The task — Read through the entries below and return each line with the word "label".

The records —

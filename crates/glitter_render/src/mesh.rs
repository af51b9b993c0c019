//! Static triangle meshes
//!
//! A mesh is the vertex buffer plus the vertex count needed to draw it.

use std::fmt;

use wgpu::util::DeviceExt;

use crate::pipeline::Vertex;

/// Mesh upload failure
#[derive(Debug, Clone, PartialEq, Eq)]
pub enum MeshError {
    /// No vertices were supplied
    Empty,
    /// The vertex count is not a whole number of triangles
    IncompleteTriangle { vertex_count: usize },
    /// The vertex count does not fit a draw call
    TooLarge { vertex_count: usize },
}

impl fmt::Display for MeshError {
    fn fmt(&self, f: &mut fmt::Formatter<'_>) -> fmt::Result {
        match self {
            MeshError::Empty => write!(f, "Mesh has no vertices"),
            MeshError::IncompleteTriangle { vertex_count } => {
                write!(f, "Mesh has {} vertices, not a multiple of 3", vertex_count)
            }
            MeshError::TooLarge { vertex_count } => {
                write!(f, "Mesh has {} vertices, too many for one draw", vertex_count)
            }
        }
    }
}

impl std::error::Error for MeshError {}

/// Check that `vertices` forms a triangle list and return its vertex count
pub fn validate_vertices(vertices: &[Vertex]) -> Result<u32, MeshError> {
    let vertex_count = vertices.len();
    if vertex_count == 0 {
        return Err(MeshError::Empty);
    }
    if vertex_count % 3 != 0 {
        return Err(MeshError::IncompleteTriangle { vertex_count });
    }
    u32::try_from(vertex_count).map_err(|_| MeshError::TooLarge { vertex_count })
}

/// Vertex buffer holding a triangle list
pub struct TriangleMesh {
    buffer: wgpu::Buffer,
    vertex_count: u32,
    label: String,
}

impl TriangleMesh {
    /// Upload `vertices` into a static vertex buffer
    pub fn upload(device: &wgpu::Device, label: &str, vertices: &[Vertex]) -> Result<Self, MeshError> {
        let vertex_count = validate_vertices(vertices)?;

        let buffer = device.create_buffer_init(&wgpu::util::BufferInitDescriptor {
            label: Some(label),
            contents: bytemuck::cast_slice(vertices),
            usage: wgpu::BufferUsages::VERTEX,
        });

        Ok(Self {
            buffer,
            vertex_count,
            label: label.to_string(),
        })
    }

    pub fn buffer(&self) -> &wgpu::Buffer {
        &self.buffer
    }

    pub fn vertex_count(&self) -> u32 {
        self.vertex_count
    }

    pub fn triangle_count(&self) -> u32 {
        self.vertex_count / 3
    }

    pub fn label(&self) -> &str {
        &self.label
    }
}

Task result —
    label: String,
    pub fn upload(device: &wgpu::Device, label: &str, vertices: &[Vertex]) -> Result<Self, MeshError> {
            label: Some(label),
            label: label.to_string(),
    pub fn label(&self) -> &str {
        &self.label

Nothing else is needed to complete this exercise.